Getting an MBA is one of the most rewarding investments you can make in yourself. It pays off in expanded career opportunities and enormous personal growth – and often a nice salary bump. 

But before you can reap all these benefits, you must first find a way to cover the hefty costs of an MBA, which can run from $60,000 to $180,000 for tuition and fees at top schools for a full-time, in-person MBA. And you may be shelling out all of that while stepping out of the workforce and foregoing your salary.

One attractive option is seeking financial support from your employer. Corporate sponsorship for an MBA program can be a win-win situation for you and your company, and many offer some level of support. Data Fortuna collected from our clients applying to MBA programs showed that about 30 percent had access to funding from their companies. 

In this article we explore:

How both students and companies benefit from MBA sponsorship

For businesses, sponsoring employees to pursue an MBA can be a strategic investment in the firm’s human capital, and a way to develop and retain top talent. The sponsorship can pay off as MBAs return with new skills and fresh ideas that drive innovation, improve business strategies, and gain a competitive advantage in the marketplace.

For you, the applicant, corporate-sponsored MBA programs help you advance your career while minimizing the financial burden of pursuing an MBA. With financial backing, you can focus on your studies, build your network, and immerse yourself in all the experiences that make an MBA program so rewarding — without the added stress of student loans or part-time jobs. 

How business schools view corporate sponsorship

If your company will cover some of the costs of your MBA, you may be wondering how that corporate sponsorship will affect your chances of getting in. How do admissions committees view candidates who apply with their firm’s financial support in hand? 

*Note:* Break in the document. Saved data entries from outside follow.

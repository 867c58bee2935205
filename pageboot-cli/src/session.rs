//! Connecting to the bootloader and reporting progress.

use {
    crate::{
        Cli,
        config::{Config, LastUsed},
        serial::{SerialOptions, select_serial_port},
        use_fancy_output,
    },
    anyhow::{Context, Result},
    console::style,
    indicatif::{ProgressBar, ProgressDrawTarget, ProgressStyle},
    log::{debug, warn},
    pageboot::{
        CancelToken, DeviceInfo, EngineConfig, Flasher, FlasherConfig, Port, ProgressEvent,
        ProgressForwarder, SerialConfig, SimulatedDevice,
        flasher::DEFAULT_SETTLE_DELAY,
        port::DEFAULT_BAUD,
        protocol::engine::DEFAULT_RESPONSE_TIMEOUT,
    },
    std::{path::Path, time::Duration},
};

/// Port name shown for the in-memory bootloader.
const SIMULATED_PORT: &str = "simulated";

/// Everything a device command needs, resolved once per run.
pub(crate) struct RunContext<'a> {
    pub cli: &'a Cli,
    pub config: &'a Config,
    pub last_used: LastUsed,
    pub cancel: CancelToken,
}

/// A connected flasher plus what it was connected with.
pub(crate) struct Session {
    pub flasher: Flasher<Box<dyn Port>>,
    pub port: String,
    pub baud: u32,
}

impl RunContext<'_> {
    /// Baud rate from the flag/env, then config, then the last run.
    pub fn baud(&self) -> u32 {
        self.cli
            .baud
            .or(self.config.serial.baud)
            .or_else(|| self.last_used.baud())
            .unwrap_or(DEFAULT_BAUD)
    }

    fn flasher_config(&self) -> FlasherConfig {
        let timeout = self
            .cli
            .timeout_ms
            .or(self.config.protocol.response_timeout_ms)
            .map_or(DEFAULT_RESPONSE_TIMEOUT, Duration::from_millis);
        let settle = self
            .cli
            .settle_ms
            .or(self.config.protocol.settle_ms)
            .map_or(DEFAULT_SETTLE_DELAY, Duration::from_millis);

        FlasherConfig::default()
            .with_settle_delay(settle)
            .with_engine(EngineConfig::default().with_response_timeout(timeout))
    }

    /// Open the port, activate the bootloader and print what answered.
    pub fn connect(&self) -> Result<Session> {
        let baud = self.baud();
        let port = if self.cli.simulate {
            SIMULATED_PORT.to_string()
        } else {
            let options = SerialOptions {
                port: self.cli.port.clone(),
                last_used: self.last_used.port.clone(),
                non_interactive: self.cli.non_interactive,
            };
            select_serial_port(&options, self.config)?
        };

        if !self.cli.quiet {
            eprintln!(
                "{} Using port {} at {} baud",
                style("🔌").cyan(),
                style(&port).bold(),
                baud
            );
            eprintln!("{} Waiting for the bootloader...", style("⏳").yellow());
        }

        let mut flasher: Flasher<Box<dyn Port>> =
            Flasher::new(self.flasher_config()).with_cancel_token(self.cancel.clone());
        let info = if self.cli.simulate {
            flasher.connect(|| Ok(Box::new(SimulatedDevice::default()) as Box<dyn Port>))
        } else {
            let serial = SerialConfig::new(port.as_str(), baud);
            flasher.connect(|| {
                pageboot::NativePort::open(&serial).map(|p| Box::new(p) as Box<dyn Port>)
            })
        }
        .with_context(|| format!("could not connect to the bootloader on {port}"))?;

        if !self.cli.quiet {
            print_device_info(info);
        }
        Ok(Session {
            flasher,
            port,
            baud,
        })
    }

    /// Remember port, baud and optionally firmware/verify for the next run.
    pub fn remember(&self, session: &Session, firmware: Option<&Path>, verify: Option<bool>) {
        let mut prefs = self.last_used.clone();
        if !self.cli.simulate {
            prefs.port = Some(session.port.clone());
        }
        prefs.baud = Some(session.baud);
        if let Some(path) = firmware {
            prefs.firmware = Some(path.canonicalize().unwrap_or_else(|_| path.to_path_buf()));
        }
        if verify.is_some() {
            prefs.verify = verify;
        }
        if prefs == self.last_used {
            return;
        }
        if let Err(e) = prefs.save() {
            warn!("Could not save preferences: {e:#}");
        }
    }
}

fn print_device_info(info: &DeviceInfo) {
    eprintln!("{} Connected", style("✓").green());
    eprintln!(
        "    {} {} ({}), bootloader v{}",
        style("•").dim(),
        info.device_name_lossy(),
        info.module_name_lossy(),
        info.version
    );
    eprintln!(
        "    {} flash {} KB, boot section {} bytes, page {} bytes",
        style("•").dim(),
        info.flash_kb,
        info.boot_size,
        info.page_size
    );
}

/// Progress bar on stderr fed from the flasher's page loops.
pub(crate) struct Progress {
    bar: ProgressBar,
    forwarder: ProgressForwarder,
}

impl Progress {
    /// Start the bar; hidden in quiet mode or without a terminal.
    pub fn start(quiet: bool) -> Result<Self> {
        let bar = if quiet || !use_fancy_output() {
            ProgressBar::hidden()
        } else {
            let pb = ProgressBar::new(0);
            #[allow(clippy::unwrap_used)] // Static template string
            pb.set_style(
                ProgressStyle::default_bar()
                    .template(
                        "{spinner:.green} {msg:10} [{bar:40.cyan/blue}] {pos}/{len} pages ({elapsed})",
                    )
                    .unwrap()
                    .progress_chars("#>-"),
            );
            pb.set_draw_target(ProgressDrawTarget::stderr());
            pb
        };

        let sink = bar.clone();
        let forwarder = ProgressForwarder::spawn(move |event| match event {
            ProgressEvent::Begin { phase, total } => {
                sink.reset();
                sink.set_length(total as u64);
                sink.set_message(phase.to_string());
            },
            ProgressEvent::Advance { current, .. } => sink.set_position(current as u64),
            ProgressEvent::Reset { phase } => {
                debug!("{phase} aborted");
                sink.reset();
            },
        })
        .context("could not start the progress thread")?;

        Ok(Self { bar, forwarder })
    }

    /// Callback to hand to the flasher.
    pub fn callback(&self) -> impl FnMut(ProgressEvent) + '_ {
        self.forwarder.callback()
    }

    /// Drain pending events and take the bar down.
    pub fn finish(self) {
        self.forwarder.finish();
        self.bar.finish_and_clear();
    }
}
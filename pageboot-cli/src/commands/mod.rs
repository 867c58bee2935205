//! Command implementations.
//!
//! Commands that talk to a bootloader live in `device`; the rest work
//! without hardware.

pub(crate) mod completions;
pub(crate) mod device;
pub(crate) mod firmware;
pub(crate) mod ports;
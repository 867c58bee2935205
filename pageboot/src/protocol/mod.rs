//! Bootloader wire protocol.
//!
//! - [`frame`]: frame layout, command codes and response assembly
//! - [`engine`]: one-request-one-response exchange over a [`crate::Port`]

pub mod engine;
pub mod frame;

pub use {
    engine::{EngineConfig, ProtocolEngine},
    frame::{Command, Frame, FrameAssembler, build_frame, is_echo_of},
};
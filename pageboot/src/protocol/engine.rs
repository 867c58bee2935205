//! Request/response engine for the page bootloader.
//!
//! Every device operation is one frame out, one frame back. The engine owns
//! the port for its whole lifetime; there is never more than one request in
//! flight.

use {
    crate::{
        error::{Error, Result},
        port::{Port, is_no_data},
        protocol::frame::{Command, Frame, FrameAssembler, address_payload, build_frame, dump},
    },
    byteorder::{BigEndian, ByteOrder},
    log::{debug, trace, warn},
    std::{
        thread,
        time::{Duration, Instant},
    },
};

/// Default time to wait for a complete response frame.
pub const DEFAULT_RESPONSE_TIMEOUT: Duration = Duration::from_secs(3);

/// Default pause between polls of an idle port.
pub const DEFAULT_POLL_INTERVAL: Duration = Duration::from_millis(100);

/// Timing of the request/response exchange.
#[derive(Debug, Clone, Copy, PartialEq, Eq)]
pub struct EngineConfig {
    /// How long to wait for a complete response to one request.
    pub response_timeout: Duration,
    /// Pause between polls while no input is available.
    pub poll_interval: Duration,
}

impl Default for EngineConfig {
    fn default() -> Self {
        Self {
            response_timeout: DEFAULT_RESPONSE_TIMEOUT,
            poll_interval: DEFAULT_POLL_INTERVAL,
        }
    }
}

impl EngineConfig {
    /// Set the response timeout.
    #[must_use]
    pub fn with_response_timeout(mut self, timeout: Duration) -> Self {
        self.response_timeout = timeout;
        self
    }

    /// Set the poll interval.
    #[must_use]
    pub fn with_poll_interval(mut self, interval: Duration) -> Self {
        self.poll_interval = interval;
        self
    }
}
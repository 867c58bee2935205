//! Host-side serial port discovery.

#[cfg(feature = "native")]
use log::{debug, trace};

/// Common USB-UART bridges found on bootloader boards.
#[derive(Debug, Clone, Copy, PartialEq, Eq)]
pub enum BridgeKind {
    /// CH340/CH341.
    Ch340,
    /// Silicon Labs CP210x.
    Cp210x,
    /// FTDI FT232 and relatives.
    Ftdi,
    /// Prolific PL2303.
    Prolific,
    /// Anything else.
    Unknown,
}

const KNOWN_BRIDGES: &[(u16, &[u16], BridgeKind)] = &[
    (0x1A86, &[0x7523, 0x7522, 0x5523, 0x5512, 0x55D4], BridgeKind::Ch340),
    (0x10C4, &[0xEA60, 0xEA70, 0xEA71, 0xEA63], BridgeKind::Cp210x),
    (0x0403, &[0x6001, 0x6010, 0x6011, 0x6014, 0x6015], BridgeKind::Ftdi),
    (0x067B, &[0x2303, 0x23A3, 0x23C3, 0x23D3], BridgeKind::Prolific),
];

impl BridgeKind {
    /// Classify a USB VID/PID pair.
    #[must_use]
    pub fn from_vid_pid(vid: u16, pid: u16) -> Self {
        KNOWN_BRIDGES
            .iter()
            .find(|(known_vid, pids, _)| *known_vid == vid && pids.contains(&pid))
            .map_or(Self::Unknown, |(_, _, kind)| *kind)
    }

    /// Human-readable name.
    pub fn name(&self) -> &'static str {
        match self {
            Self::Ch340 => "CH340/CH341",
            Self::Cp210x => "CP210x",
            Self::Ftdi => "FTDI",
            Self::Prolific => "PL2303",
            Self::Unknown => "Unknown",
        }
    }

    /// Whether the bridge was recognized.
    pub fn is_known(&self) -> bool {
        !matches!(self, Self::Unknown)
    }
}

#[cfg(feature = "serde")]
impl serde::Serialize for BridgeKind {
    fn serialize<S: serde::Serializer>(&self, serializer: S) -> Result<S::Ok, S::Error> {
        serializer.serialize_str(self.name())
    }
}

/// A serial port found on the host.
#[derive(Debug, Clone, PartialEq, Eq)]
#[cfg_attr(feature = "serde", derive(serde::Serialize))]
pub struct DetectedPort {
    /// Port name/path (e.g., "/dev/ttyUSB0" or "COM3").
    pub name: String,
    /// Classified USB bridge.
    pub bridge: BridgeKind,
    /// USB Vendor ID (if available).
    pub vid: Option<u16>,
    /// USB Product ID (if available).
    pub pid: Option<u16>,
    /// Manufacturer string (if available).
    pub manufacturer: Option<String>,
    /// Product string (if available).
    pub product: Option<String>,
    /// Serial number (if available).
    pub serial: Option<String>,
}

impl DetectedPort {
    /// A port with no USB metadata.
    pub fn plain(name: impl Into<String>) -> Self {
        Self {
            name: name.into(),
            bridge: BridgeKind::Unknown,
            vid: None,
            pid: None,
            manufacturer: None,
            product: None,
            serial: None,
        }
    }

    /// One-line description for listings.
    pub fn describe(&self) -> String {
        let bridge = if self.bridge.is_known() {
            format!(" [{}]", self.bridge.name())
        } else if let (Some(vid), Some(pid)) = (self.vid, self.pid) {
            format!(" [VID:{vid:04X} PID:{pid:04X}]")
        } else {
            String::new()
        };
        let product = self
            .product
            .as_ref()
            .map(|p| format!(" - {p}"))
            .unwrap_or_default();
        format!("{}{bridge}{product}", self.name)
    }
}

/// List the serial ports on this host.
///
/// Enumeration errors are logged and yield an empty list.
#[cfg(feature = "native")]
pub fn discover_ports() -> Vec<DetectedPort> {
    match serialport::available_ports() {
        Ok(ports) => ports
            .into_iter()
            .map(|info| {
                let mut port = DetectedPort::plain(info.port_name);
                if let serialport::SerialPortType::UsbPort(usb) = info.port_type {
                    port.bridge = BridgeKind::from_vid_pid(usb.vid, usb.pid);
                    trace!(
                        "Found USB port: {} (VID: {:04X}, PID: {:04X}, {:?})",
                        port.name, usb.vid, usb.pid, port.bridge
                    );
                    port.vid = Some(usb.vid);
                    port.pid = Some(usb.pid);
                    port.manufacturer = usb.manufacturer;
                    port.product = usb.product;
                    port.serial = usb.serial_number;
                }
                port
            })
            .collect(),
        Err(e) => {
            debug!("Failed to enumerate serial ports: {e}");
            Vec::new()
        },
    }
}

/// Without native support there is nothing to enumerate.
#[cfg(not(feature = "native"))]
pub fn discover_ports() -> Vec<DetectedPort> {
    Vec::new()
}

/// Order ports so recognized USB bridges come first, keeping relative order.
pub fn rank_ports(mut ports: Vec<DetectedPort>) -> Vec<DetectedPort> {
    ports.sort_by_key(|p| !p.bridge.is_known());
    ports
}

Fortuna’s admissions insiders agree that in their experience, sponsorship is viewed as a solid endorsement of an MBA applicant’s potential. 

“It’s a nuanced issue, since all sponsorships are not equal, but generally speaking, sponsorship is positive since it indicates a company’s commitment to the candidate. That willingness to invest in the employee signals superior work performance,” says Peter Johnson, Fortuna director and former assistant dean for the Full-time MBA Program & Admissions at Berkeley Haas School of Business.

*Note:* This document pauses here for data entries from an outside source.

//! Port listing.

use {
    anyhow::Result,
    console::style,
    pageboot::{DetectedPort, discover_ports, host::rank_ports},
    serde::Serialize,
};

/// One `list-ports --json` entry.
#[derive(Serialize)]
struct PortEntry<'a> {
    #[serde(flatten)]
    port: &'a DetectedPort,
    known: bool,
}

/// List ports command implementation.
pub(crate) fn cmd_list_ports(json: bool) -> Result<()> {
    let detected = rank_ports(discover_ports());

    if json {
        let ports: Vec<PortEntry<'_>> = detected
            .iter()
            .map(|port| PortEntry {
                port,
                known: port.bridge.is_known(),
            })
            .collect();
        let output = serde_json::json!({
            "ok": true,
            "data": {
                "ports": ports,
            }
        });
        println!("{}", serde_json::to_string_pretty(&output)?);
        return Ok(());
    }

    eprintln!("{}", style("Serial ports").bold().underlined());
    if detected.is_empty() {
        eprintln!("  {}", style("no serial ports found").dim());
        return Ok(());
    }

    for port in &detected {
        let line = port.describe();
        if port.bridge.is_known() {
            eprintln!("  {} {}", style("•").green(), style(line).cyan());
        } else {
            eprintln!("  {} {}", style("•").dim(), line);
        }
    }

    Ok(())
}

#[cfg(test)]
mod tests {
    use {super::*, pageboot::BridgeKind};

    #[test]
    fn test_port_entry_json() {
        let mut port = DetectedPort::plain("/dev/ttyUSB0");
        port.bridge = BridgeKind::from_vid_pid(0x1A86, 0x7523);
        port.vid = Some(0x1A86);
        port.pid = Some(0x7523);
        let entry = PortEntry {
            port: &port,
            known: port.bridge.is_known(),
        };

        let value = serde_json::to_value(&entry).unwrap();
        assert_eq!(value["name"], "/dev/ttyUSB0");
        assert_eq!(value["bridge"], "CH340/CH341");
        assert_eq!(value["known"], true);
        assert_eq!(value["vid"], 0x1A86);
        assert!(value["serial"].is_null());
    }
}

Jayne Mulcahy, a Fortuna expert coach who reviewed MBA applications at Northwestern University’s Kellogg School of Business, agrees. “From a candidate quality standpoint, we viewed it as the company identifying the candidate as a superstar they wanted to retain after the MBA.” (Corporate policies vary, but typically generous tuition support comes with the stipulation that the employee will return to the firm and work for a set number of years after graduation.) “Companies don’t give sponsorship to all their MBA-bound employees, so it was a positive distinguishing factor,” Mulcahy adds.

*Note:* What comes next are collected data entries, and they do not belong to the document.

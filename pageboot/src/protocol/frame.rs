//! Bootloader wire frames.
//!
//! ## Frame Format
//!
//! ```text
//! +-------+-----+----------+-------------------+
//! | Start | CMD |  Length  |      Payload      |
//! +-------+-----+----------+-------------------+
//! |   1   |  1  | 2 (BE)   |  Length bytes     |
//! +-------+-----+----------+-------------------+
//! | 0x01  | cmd | n        |  data             |
//! +-------+-----+----------+-------------------+
//! ```
//!
//! A response carries the bitwise complement of the request command
//! (`!cmd`), or [`ERROR_CODE`] when the device refused the request.

use {
    byteorder::{BigEndian, ByteOrder},
    log::warn,
    std::fmt,
};

/// First byte of every frame.
pub const START_OF_FRAME: u8 = 0x01;

/// Command byte of a response that signals failure.
pub const ERROR_CODE: u8 = 0xFF;

/// Size of the frame header (start, command, length).
pub const HEADER_LEN: usize = 4;

/// Largest payload the 16-bit length field can describe.
pub const MAX_PAYLOAD: usize = u16::MAX as usize;

/// Payload bytes shown before a frame dump is truncated.
const MAX_DUMP_PAYLOAD: usize = 20;

/// Bootloader commands.
#[derive(Debug, Clone, Copy, PartialEq, Eq, Hash)]
#[repr(u8)]
pub enum Command {
    /// Enter programming mode.
    Activate = 0x02,
    /// Leave programming mode.
    Deactivate = 0x03,
    /// Report the bootloader version.
    Version = 0x04,
    /// Report the device (MCU) name.
    DeviceName = 0x10,
    /// Report the module (board) name.
    ModuleName = 0x11,
    /// Report the boot section size in bytes.
    BootSize = 0x20,
    /// Report the flash size in KB.
    FlashSize = 0x21,
    /// Report the page size in bytes.
    PageSize = 0x22,
    /// Select the page for the next read or write.
    SetPageAddress = 0x30,
    /// Read the selected page.
    ReadPage = 0x31,
    /// Program the selected page.
    WritePage = 0x32,
}

impl Command {
    /// All commands, in code order.
    pub const ALL: [Self; 11] = [
        Self::Activate,
        Self::Deactivate,
        Self::Version,
        Self::DeviceName,
        Self::ModuleName,
        Self::BootSize,
        Self::FlashSize,
        Self::PageSize,
        Self::SetPageAddress,
        Self::ReadPage,
        Self::WritePage,
    ];

    /// Numeric command code.
    pub fn code(self) -> u8 {
        self as u8
    }

    /// Command byte a device answers this command with on success.
    pub fn echo(self) -> u8 {
        !(self as u8)
    }

    /// Look up a command by its code.
    pub fn from_code(code: u8) -> Option<Self> {
        Self::ALL.into_iter().find(|c| c.code() == code)
    }

    /// Human-readable command name.
    pub fn name(self) -> &'static str {
        match self {
            Self::Activate => "activate",
            Self::Deactivate => "deactivate",
            Self::Version => "version",
            Self::DeviceName => "device name",
            Self::ModuleName => "module name",
            Self::BootSize => "boot size",
            Self::FlashSize => "flash size",
            Self::PageSize => "page size",
            Self::SetPageAddress => "set page address",
            Self::ReadPage => "read page",
            Self::WritePage => "write page",
        }
    }
}

impl fmt::Display for Command {
    fn fmt(&self, f: &mut fmt::Formatter<'_>) -> fmt::Result {
        write!(f, "{} (0x{:02X})", self.name(), self.code())
    }
}

/// Whether `response` is the successful echo of `request`.
///
/// The device answers with the one's complement of the request byte.
pub fn is_echo_of(response: u8, request: u8) -> bool {
    response == !request
}

/// Build a request frame.
///
/// Payloads longer than [`MAX_PAYLOAD`] are truncated to fit the length field.
#[allow(clippy::cast_possible_truncation)]
#[allow(clippy::unwrap_used)] // Writing to Vec<u8> cannot fail
pub fn build_frame(command: u8, payload: &[u8]) -> Vec<u8> {
    let payload = if payload.len() > MAX_PAYLOAD {
        warn!(
            "Payload of {} bytes truncated to {MAX_PAYLOAD}",
            payload.len()
        );
        &payload[..MAX_PAYLOAD]
    } else {
        payload
    };

    let mut buf = Vec::with_capacity(HEADER_LEN + payload.len());
    buf.push(START_OF_FRAME);
    buf.push(command);
    let mut len = [0u8; 2];
    BigEndian::write_u16(&mut len, payload.len() as u16);
    buf.extend_from_slice(&len);
    buf.extend_from_slice(payload);
    buf
}

/// Payload of a set-page-address request.
pub fn address_payload(address: u32) -> [u8; 4] {
    let mut payload = [0u8; 4];
    BigEndian::write_u32(&mut payload, address);
    payload
}

/// Declared total length of the frame at the start of `buf`, if the header is complete.
pub fn declared_len(buf: &[u8]) -> Option<usize> {
    if buf.len() < HEADER_LEN || buf[0] != START_OF_FRAME {
        return None;
    }
    Some(HEADER_LEN + usize::from(BigEndian::read_u16(&buf[2..4])))
}

/// A complete frame as received from the device.
#[derive(Debug, Clone, PartialEq, Eq)]
pub struct Frame {
    bytes: Vec<u8>,
}

impl Frame {
    /// Wrap raw bytes that already form one complete frame.
    ///
    /// Returns `None` when the header is missing or the length does not match.
    pub fn from_bytes(bytes: Vec<u8>) -> Option<Self> {
        (declared_len(&bytes) == Some(bytes.len())).then_some(Self { bytes })
    }

    /// Command byte.
    pub fn command(&self) -> u8 {
        self.bytes[1]
    }

    /// Payload following the header.
    pub fn payload(&self) -> &[u8] {
        &self.bytes[HEADER_LEN..]
    }

    /// The whole frame, header included.
    pub fn as_bytes(&self) -> &[u8] {
        &self.bytes
    }

    /// Whether the device signalled an error.
    pub fn is_error(&self) -> bool {
        self.command() == ERROR_CODE
    }

    /// Whether this frame answers `request` successfully.
    pub fn is_echo_of(&self, request: Command) -> bool {
        is_echo_of(self.command(), request.code())
    }

    /// Consume the frame, returning its payload.
    pub fn into_payload(mut self) -> Vec<u8> {
        self.bytes.split_off(HEADER_LEN)
    }
}

/// Accumulates received bytes until one complete frame is present.
#[derive(Debug, Default)]
pub struct FrameAssembler {
    buf: Vec<u8>,
    discarded: usize,
}

impl FrameAssembler {
    /// Create an empty assembler.
    pub fn new() -> Self {
        Self::default()
    }

    /// Append received bytes.
    ///
    /// Bytes before the first start marker are dropped.
    pub fn push(&mut self, data: &[u8]) {
        let data = if self.buf.is_empty() {
            let skip = data
                .iter()
                .position(|&b| b == START_OF_FRAME)
                .unwrap_or(data.len());
            self.discarded += skip;
            &data[skip..]
        } else {
            data
        };
        self.buf.extend_from_slice(data);
    }

    /// Bytes accumulated so far (noise excluded).
    pub fn len(&self) -> usize {
        self.buf.len()
    }

    /// Whether nothing has been accumulated.
    pub fn is_empty(&self) -> bool {
        self.buf.is_empty()
    }

    /// Number of bytes dropped before the start marker.
    pub fn discarded(&self) -> usize {
        self.discarded
    }

    /// Whether the buffer holds a complete frame.
    pub fn is_complete(&self) -> bool {
        declared_len(&self.buf).is_some_and(|n| self.buf.len() >= n)
    }

    /// Take the complete frame out of the buffer.
    ///
    /// Bytes received after the declared end are discarded.
    pub fn take_frame(&mut self) -> Option<Frame> {
        let n = declared_len(&self.buf).filter(|&n| self.buf.len() >= n)?;
        if self.buf.len() > n {
            warn!(
                "Discarding {} bytes received after the response frame",
                self.buf.len() - n
            );
        }
        let mut bytes = std::mem::take(&mut self.buf);
        bytes.truncate(n);
        Some(Frame { bytes })
    }
}

/// Render a frame for logging: `0x01 0xFD 0x00 0x00 ...`.
pub fn dump(frame: &[u8]) -> String {
    let shown = frame.len().min(HEADER_LEN + MAX_DUMP_PAYLOAD);
    let mut out = frame[..shown]
        .iter()
        .map(|b| format!("0x{b:02X}"))
        .collect::<Vec<_>>()
        .join(" ");
    let payload = frame.len().saturating_sub(HEADER_LEN);
    if payload > MAX_DUMP_PAYLOAD {
        out.push_str(&format!(" ... ({payload} data bytes)"));
    }
    out
}

#[cfg(test)]
mod tests {
    use super::*;

    #[test]
    fn test_echo_is_ones_complement() {
        assert!(is_echo_of(0xFD, 0x02));
        assert!(is_echo_of(0xCD, 0x32));
        assert!(is_echo_of(0x00, 0xFF));
        assert!(!is_echo_of(0xFE, 0x02));
        assert!(!is_echo_of(0x02, 0x02));
        assert!(!is_echo_of(ERROR_CODE, 0x02));
    }

    #[test]
    fn test_no_command_echoes_to_error_code() {
        for cmd in Command::ALL {
            assert_ne!(cmd.echo(), ERROR_CODE, "{cmd}");
            assert!(is_echo_of(cmd.echo(), cmd.code()));
        }
    }

    #[test]
    fn test_command_codes() {
        assert_eq!(Command::Activate.code(), 0x02);
        assert_eq!(Command::Deactivate.code(), 0x03);
        assert_eq!(Command::Version.code(), 0x04);
        assert_eq!(Command::DeviceName.code(), 0x10);
        assert_eq!(Command::ModuleName.code(), 0x11);
        assert_eq!(Command::BootSize.code(), 0x20);
        assert_eq!(Command::FlashSize.code(), 0x21);
        assert_eq!(Command::PageSize.code(), 0x22);
        assert_eq!(Command::SetPageAddress.code(), 0x30);
        assert_eq!(Command::ReadPage.code(), 0x31);
        assert_eq!(Command::WritePage.code(), 0x32);
    }

    #[test]
    fn test_from_code() {
        for cmd in Command::ALL {
            assert_eq!(Command::from_code(cmd.code()), Some(cmd));
        }
        assert_eq!(Command::from_code(0x00), None);
        assert_eq!(Command::from_code(ERROR_CODE), None);
    }

    #[test]
    fn test_build_frame_empty_payload() {
        assert_eq!(build_frame(0x02, &[]), vec![0x01, 0x02, 0x00, 0x00]);
    }

    #[test]
    fn test_build_frame_length_is_big_endian() {
        let payload = vec![0x5A; 0x0123];
        let frame = build_frame(0x32, &payload);
        assert_eq!(frame.len(), HEADER_LEN + 0x0123);
        assert_eq!(&frame[..4], &[0x01, 0x32, 0x01, 0x23]);
        assert_eq!(declared_len(&frame), Some(frame.len()));
    }

    #[test]
    fn test_address_payload_is_big_endian() {
        assert_eq!(address_payload(0x0001_0280), [0x00, 0x01, 0x02, 0x80]);
        assert_eq!(address_payload(0), [0; 4]);
    }

    #[test]
    fn test_assembler_completes_exactly_at_declared_length() {
        let frame = [0x01, 0xDD, 0x00, 0x02, 0x12, 0x34];
        let mut asm = FrameAssembler::new();
        for (i, b) in frame.iter().enumerate() {
            assert!(!asm.is_complete(), "complete too early at byte {i}");
            asm.push(&[*b]);
        }
        assert!(asm.is_complete());
        let got = asm.take_frame().unwrap();
        assert_eq!(got.command(), 0xDD);
        assert_eq!(got.payload(), &[0x12, 0x34]);
        assert!(asm.is_empty());
        assert!(asm.take_frame().is_none());
    }

    #[test]
    fn test_assembler_needs_four_header_bytes() {
        let mut asm = FrameAssembler::new();
        asm.push(&[0x01, 0xFD, 0x00]);
        assert!(!asm.is_complete());
        asm.push(&[0x00]);
        assert!(asm.is_complete());
    }

    #[test]
    fn test_assembler_skips_noise_before_start() {
        let mut asm = FrameAssembler::new();
        asm.push(&[0x00, 0x55, 0x01, 0xFD, 0x00, 0x00]);
        assert_eq!(asm.discarded(), 2);
        let frame = asm.take_frame().unwrap();
        assert!(frame.is_echo_of(Command::Activate));
    }

    #[test]
    fn test_assembler_drops_trailing_bytes() {
        let mut asm = FrameAssembler::new();
        asm.push(&[0x01, 0xFB, 0x00, 0x01, 0x07, 0xAA, 0xBB]);
        let frame = asm.take_frame().unwrap();
        assert_eq!(frame.as_bytes(), &[0x01, 0xFB, 0x00, 0x01, 0x07]);
    }

    #[test]
    fn test_frame_from_bytes_checks_length() {
        assert!(Frame::from_bytes(vec![0x01, 0xFD, 0x00, 0x00]).is_some());
        assert!(Frame::from_bytes(vec![0x01, 0xFD, 0x00, 0x01]).is_none());
        assert!(Frame::from_bytes(vec![0x02, 0xFD, 0x00, 0x00]).is_none());
        assert!(Frame::from_bytes(vec![0x01, 0xFD]).is_none());
    }

    #[test]
    fn test_error_frame() {
        let frame = Frame::from_bytes(vec![0x01, ERROR_CODE, 0x00, 0x00]).unwrap();
        assert!(frame.is_error());
        assert!(!frame.is_echo_of(Command::Activate));
    }

    #[test]
    fn test_dump_truncates_long_payload() {
        let frame = build_frame(0x32, &[0xAB; 128]);
        let text = dump(&frame);
        assert!(text.starts_with("0x01 0x32 0x00 0x80 0xAB"));
        assert!(text.ends_with("... (128 data bytes)"));
        assert_eq!(dump(&[0x01, 0xFD, 0x00, 0x00]), "0x01 0xFD 0x00 0x00");
    }
}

In essence, corporate sponsorship is like a strong recommendation letter from the applicant’s company. Business schools see this as an endorsement; the company is essentially vouching for the applicant’s potential and leadership abilities. Admissions committees recognize that these individuals have already demonstrated their value within their organizations and are likely to contribute meaningfully to the business school community.


Additional upsides of sponsorship

Corporate sponsorship assures business schools that the applicant brings high-quality work experience to the classroom. Admissions committees value applicants who bring a wealth of skills and industry knowledge to the classroom and can share real-world insights and experiences with their peers. And because sponsored MBAs hail from different industries, roles, and backgrounds, they bring a welcome diversity of experience and viewpoints to the class, enriching the overall educational experience for their peers.

Another upside is that sponsored MBA applicants often have an extended network within their organizations. They can leverage these connections to benefit the business school community. They bring the potential for enhanced collaboration and partnerships between the school and their employers, creating opportunities for internships, mentorship, and recruiting. 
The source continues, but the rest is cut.